But also in this area is the haunted house that everyone online warns is a tourist trap. But as a haunted house enthusiast, can you imagine me going to DRACULA’S CASTLE (it’s not really but you know what I mean!) and then just strolling past the haunted house on the way back to the car without going in?! ME, the dork who still writes haunted house reviews in a paper journal?!
Thank god this was open because it wasn’t even 11am yet by the time we exited the Castle after our tour. As expected, no one else was there, no line to stand in, no wait. We paid the equivalent of $9 USD to the ambivalent young man in the ticket booth and then entered!

Ok my memory of this is wrecked because shortly after we left Bran, the curse of Vlad Tepes hit me by way of a violent stomach virus. But I do remember thoroughly enjoying it even though there was only one scare actor inside, creepily trailing Henry through several rooms.
But it was actually more aesthetic than I was expecting. I guess I was thinking it was going to be super low-tech and no frills, like the old YMCA haunts of the 80a where the walls were lined with garbage bags, but the scenes were kind of popping off, not going lie! There was one room in particular with a slight balcony, and you could look all the way up to the ceiling of the room above, and all the way down to the floor below. I don’t know how to explain it better but while I was distracted taking in all the decorations and scenery, there was a slight trick-floor action where it made you feel like you were tipping over the balcony.

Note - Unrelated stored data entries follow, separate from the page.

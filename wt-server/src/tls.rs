//! Certificates, rustls/quinn configuration and the TLS session store.

use std::fs::File;
use std::io::BufReader;
use std::path::Path;
use std::sync::Arc;

use dashmap::DashMap;
use quinn::crypto::rustls::{QuicClientConfig, QuicServerConfig};
use quinn::{IdleTimeout, TransportConfig};
use rustls::client::danger::{HandshakeSignatureValid, ServerCertVerified, ServerCertVerifier};
use rustls::crypto::CryptoProvider;
use rustls::pki_types::{CertificateDer, PrivateKeyDer, ServerName, UnixTime};
use rustls::server::StoresServerSessions;
use rustls::{DigitallySignedStruct, SignatureScheme};
use tracing::debug;

use crate::config::ServerConfig;
use crate::error::{Result, ServerError};

pub const H3_ALPN: &[u8] = b"h3";

fn provider() -> Arc<CryptoProvider> {
    Arc::new(rustls::crypto::ring::default_provider())
}

fn open(path: &Path) -> Result<BufReader<File>> {
    File::open(path)
        .map(BufReader::new)
        .map_err(|source| ServerError::Read {
            path: path.to_owned(),
            source,
        })
}

pub fn load_certs(path: &Path) -> Result<Vec<CertificateDer<'static>>> {
    let certs = rustls_pemfile::certs(&mut open(path)?)
        .collect::<std::result::Result<Vec<_>, _>>()
        .map_err(|source| ServerError::Read {
            path: path.to_owned(),
            source,
        })?;
    if certs.is_empty() {
        return Err(ServerError::NoCertificates(path.to_owned()));
    }
    Ok(certs)
}

pub fn load_private_key(path: &Path) -> Result<PrivateKeyDer<'static>> {
    rustls_pemfile::private_key(&mut open(path)?)
        .map_err(|source| ServerError::Read {
            path: path.to_owned(),
            source,
        })?
        .ok_or_else(|| ServerError::NoPrivateKey(path.to_owned()))
}

/// TLS 1.3 with ALPN `h3`, remembering sessions in `sessions`.
pub fn server_crypto(
    certs: Vec<CertificateDer<'static>>,
    key: PrivateKeyDer<'static>,
    sessions: Arc<SessionTicketStore>,
) -> Result<rustls::ServerConfig> {
    let mut crypto = rustls::ServerConfig::builder_with_provider(provider())
        .with_protocol_versions(&[&rustls::version::TLS13])?
        .with_no_client_auth()
        .with_single_cert(certs, key)?;
    crypto.alpn_protocols = vec![H3_ALPN.to_vec()];
    crypto.session_storage = sessions;
    Ok(crypto)
}

pub fn quic_server_config(config: &ServerConfig) -> Result<quinn::ServerConfig> {
    debug!(cert = %config.cert_path.display(), key = %config.key_path.display(), "loading TLS material");
    let certs = load_certs(&config.cert_path)?;
    let key = load_private_key(&config.key_path)?;
    let crypto = server_crypto(certs, key, Arc::new(SessionTicketStore::new()))?;

    let mut server_config = quinn::ServerConfig::with_crypto(Arc::new(
        QuicServerConfig::try_from(crypto).map_err(|e| ServerError::Quic(e.to_string()))?,
    ));

    let mut transport = TransportConfig::default();
    transport.datagram_receive_buffer_size(Some(config.max_datagram_frame_size));
    transport.max_idle_timeout(Some(
        IdleTimeout::try_from(config.idle_timeout).map_err(|e| ServerError::Quic(e.to_string()))?,
    ));
    server_config.transport_config(Arc::new(transport));
    Ok(server_config)
}

/// Client configuration for the liveness probe. The server certificate is
/// not verified.
pub fn probe_client_config() -> Result<quinn::ClientConfig> {
    let provider = provider();
    let mut crypto = rustls::ClientConfig::builder_with_provider(provider.clone())
        .with_protocol_versions(&[&rustls::version::TLS13])?
        .dangerous()
        .with_custom_certificate_verifier(Arc::new(NoVerify(provider)))
        .with_no_client_auth();
    crypto.alpn_protocols = vec![H3_ALPN.to_vec()];
    Ok(quinn::ClientConfig::new(Arc::new(
        QuicClientConfig::try_from(crypto).map_err(|e| ServerError::Quic(e.to_string()))?,
    )))
}

/// In-memory TLS session store keyed by ticket label. Entries live until
/// popped; nothing is evicted.
#[derive(Debug, Default)]
pub struct SessionTicketStore {
    tickets: DashMap<Vec<u8>, Vec<u8>>,
}

impl SessionTicketStore {
    pub fn new() -> Self {
        Self::default()
    }

    pub fn add(&self, label: Vec<u8>, ticket: Vec<u8>) {
        self.tickets.insert(label, ticket);
    }

    pub fn pop(&self, label: &[u8]) -> Option<Vec<u8>> {
        self.tickets.remove(label).map(|(_, ticket)| ticket)
    }

    pub fn len(&self) -> usize {
        self.tickets.len()
    }

    pub fn is_empty(&self) -> bool {
        self.tickets.is_empty()
    }
}

impl StoresServerSessions for SessionTicketStore {
    fn put(&self, key: Vec<u8>, value: Vec<u8>) -> bool {
        self.add(key, value);
        true
    }

    fn get(&self, key: &[u8]) -> Option<Vec<u8>> {
        self.tickets.get(key).map(|ticket| ticket.value().clone())
    }

    fn take(&self, key: &[u8]) -> Option<Vec<u8>> {
        self.pop(key)
    }

    fn can_cache(&self) -> bool {
        true
    }
}

#[derive(Debug)]
struct NoVerify(Arc<CryptoProvider>);

impl ServerCertVerifier for NoVerify {
    fn verify_server_cert(
        &self,
        _end_entity: &CertificateDer<'_>,
        _intermediates: &[CertificateDer<'_>],
        _server_name: &ServerName<'_>,
        _ocsp_response: &[u8],
        _now: UnixTime,
    ) -> std::result::Result<ServerCertVerified, rustls::Error> {
        Ok(ServerCertVerified::assertion())
    }

    fn verify_tls12_signature(
        &self,
        message: &[u8],
        cert: &CertificateDer<'_>,
        dss: &DigitallySignedStruct,
    ) -> std::result::Result<HandshakeSignatureValid, rustls::Error> {
        rustls::crypto::verify_tls12_signature(
            message,
            cert,
            dss,
            &self.0.signature_verification_algorithms,
        )
    }

    fn verify_tls13_signature(
        &self,
        message: &[u8],
        cert: &CertificateDer<'_>,
        dss: &DigitallySignedStruct,
    ) -> std::result::Result<HandshakeSignatureValid, rustls::Error> {
        rustls::crypto::verify_tls13_signature(
            message,
            cert,
            dss,
            &self.0.signature_verification_algorithms,
        )
    }

    fn supported_verify_schemes(&self) -> Vec<SignatureScheme> {
        self.0.signature_verification_algorithms.supported_schemes()
    }
}

#[cfg(test)]
mod tests {
    use super::*;

    #[test]
    fn ticket_store_pops_once() {
        let store = SessionTicketStore::new();
        store.add(b"label".to_vec(), b"ticket".to_vec());
        assert_eq!(StoresServerSessions::get(&store, b"label"), Some(b"ticket".to_vec()));
        assert_eq!(store.pop(b"label"), Some(b"ticket".to_vec()));
        assert_eq!(store.pop(b"label"), None);
        assert!(store.is_empty());
    }

    #[test]
    fn rustls_puts_and_takes_through_the_store() {
        let store = SessionTicketStore::new();
        assert!(store.can_cache());
        assert!(store.put(b"a".to_vec(), b"1".to_vec()));
        assert!(store.put(b"a".to_vec(), b"2".to_vec()));
        assert_eq!(store.len(), 1);
        assert_eq!(store.take(b"a"), Some(b"2".to_vec()));
        assert_eq!(store.take(b"a"), None);
    }

    #[test]
    fn missing_certificate_file_is_reported() {
        let err = load_certs(Path::new("/nonexistent/cert.pem")).unwrap_err();
        assert!(matches!(err, ServerError::Read { .. }), "{err}");
    }

    #[test]
    fn probe_config_builds() {
        probe_client_config().unwrap();
    }
}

I screamed for real, lol.
Overall, it was pretty short and maybe they have more actors inside at night, but as a haunted house girlie, this was a must-do and with admission that cheap, WHY NOT?
I was so stoked that we got to do this!
The first haunt we went to back home was late in the season for us – 10/24! Usually we would have at least 4 or 5 under our belts by then but I was on a mission to make the best of it. We left right after work for Crawford School of Terror(I don’t even think I said goodbye to anyone, I was in such a rush to get there!).
This is usually one of my favorites. They got rid of the digital group # thing so we had to stand in an actual line which was whatever. We had gotten there pretty soon after they opened so the wait wasn’t too bad.
I usually have either a REALLY AWESOME EXPERIENCE HERE or just a so-so one. This was a so-so year but to no fault of the haunt. I still loved the theming and the actors (maybe the upper school-themed floor is kind of getting stale, I’ll admit), but it didn’t hit as hard this year and here’s why:
They just aren’t great at keeping groups from converging. I get that some people run through, others go slow, but if they could have some “check-points” where scare actors step in for crowd control, that would be really awesome because then we wouldn’t have caught up with the parents who brought two girls under the age of 5 in with them, one was so young that the dad was carrying her through, and the scare actors really toned it down around them which was sad for us.
However, it did allow me to have a super cringey and creepy moment with one of the actors after she told the little girls that they were cute and I said WHAT ABOUT ME AM I CUTE TOO with my hands spread out like a serving platter under my chin.
She hesitated but did ultimately say yes! I asked Henry later if he was so proud of me but he just scowled.
Not that I am normal in general but haunted houses really exacerbate whatever is broken in my brain and I can get real dumb and filterless.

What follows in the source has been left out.